Looking then to the g(r) for Au-Ga and Pt-Ga (Figures S12b and S12c, Supporting Information), the first and second coordination peaks are consistently shorter than Ga-Ga by 0.1 and 1.0 Å, respectively. This might imply that although Au and Pt alter the local environment compared to pure gallium, they lack the size-driven need for extra space that could make migration to the vacuum interface energetically favorable, as described for Bi. The g(r) for Ag-Ga and Li-Ga (Figure S12e,f, Supporting Information), both have first-neighbor distances nearly identical to Ga-Ga, with slightly contracted second-neighbor distances. Using the effective size argument, this may help explain why Ag and Li remain unperturbed in the mid-surface region: the local environment centered on an Ag or Li dopant changes very little from that of a pure gallium local environment. The migration of all dopants away from the oxide interface could be explained by the relative inflexibility of the gallium network to change–either contract or enlarge – in the surface region nearest that interface.
Although the effective size of each dopant influences interfacial dynamics, it cannot fully explain the observed trends. Sn provides a striking counterexample: despite having bulk coordination peaks of 3.0 and 5.8 Å (Figure S12d, Supporting Information) which closely resemble those of Bi, tin's response to the vacuum interface (Figure S7d, Supporting Information) differs markedly from that of Bi (Figure S7a, Supporting Information). Notably, Bi and Sn are the only dopants whose coordination environments change significantly between the bulk and top-surface liquid regions (Figures S12a and S12d, Supporting Information), both showing a notable contraction in their first and second nearest-neighbor distances at the surface. Neither electronegativity nor valency alone can clearly explain this difference, indicating that the dopant response to either interface arises from a complex interplay of multiple factors–in particular, their interaction with gallium's highly structured liquid surface.[28] This highlights the importance of comparing dopant interactions with the Ga across distinct liquid environments (top-surface, mid-surface, and bulk) to fully understand their differing responses.

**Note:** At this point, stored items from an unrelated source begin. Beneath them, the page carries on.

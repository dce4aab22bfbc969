/// Event system module - broken down into manageable components
mod client;
mod core;
mod emitters;
mod handlers;
mod management;
mod stats;
mod cache;
mod tests;
mod path_router;

// Re-export all public items from submodules
pub use client::{ClientConnectionRef, ClientResponseSender, ClientConnectionInfo};
pub use core::EventSystem;
pub use emitters::*;
pub use handlers::*;
pub use stats::{EventSystemStats, DetailedEventSystemStats, HandlerCategoryStats};
pub use path_router::PathRouter;

// Re-export utility functions
use crate::gorc::instance::GorcInstanceManager;
use std::sync::Arc;

/// Helper function to create an event system with GORC integration
pub fn create_event_system_with_gorc(
    gorc_instances: Arc<GorcInstanceManager>
) -> Arc<EventSystem> {
    Arc::new(EventSystem::with_gorc(gorc_instances))
}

As a final analysis, we examine the total diffusion of all dopants to assess whether the oxide film and structured gallium surface influence overall dopant mobility. To eliminate the need to select which of 20 dopants is most representative of a particular liquid region, diffusion rates are calculated from the mid-surface control simulations. Figure 7a shows the diffusion coefficients for all 30 control simulations for the mid-surface-seeded dopants. On average, total diffusion rates for a given dopant are comparable, regardless of whether the dopant is seeded near the vacuum or oxide interface.
[IMAGE OMITTED. SEE PDF]
Platinum exhibits the lowest overall diffusion, aligning well in magnitude with previous AIMD studies on GaPt slab models.[12] Silver has the highest average diffusion along with the greatest variance. Bi, Au, Li, and Sn have similar mobility in the gallium liquid. Figure 7b presents the diffusion coefficients for dopants seeded in the bulk liquid, revealing similar trends with only very small differences in diffusion magnitudes. Since the total diffusion coefficients are comparable across dopants, the previously observed differences in z-mobility become even more significant, highlighting distinct dopant-specific behaviors in the out-of-surface-plane direction.
Concluding Remarks
Our simulations reveal distinct dopant behaviors at liquid gallium interfaces, with trends that align well with experimental observations. Bismuth exhibits unique dynamics, showing strong attraction to vacuum interfaces and repulsion from oxide-coated interfaces. This finding goes a long way toward explaining the experimental findings of Tang et al.[4] where bismuth-rich surface patterns formed in oxidized gallium but disappeared when oxidation was minimal. We propose that oxide wrinkling during cooling causes local detachment from the liquid, creating vacuum interfaces that attract bismuth dopants, while regions with intact oxide repel them. Additionally, the enhanced lateral diffusion of bismuth at vacuum interfaces aligns with the observed enrichment patterns, where bismuth accumulates but spreads across the surface. The results suggest a mechanistic link between oxide wrinkling, dopant trapping, and surface pattern formation, highlighting the critical role of interfacial dynamics in Bi-doped liquid gallium systems. Understanding these dynamics could help optimize Bi surface patterning in liquid metals for plasmonic or catalytic applications.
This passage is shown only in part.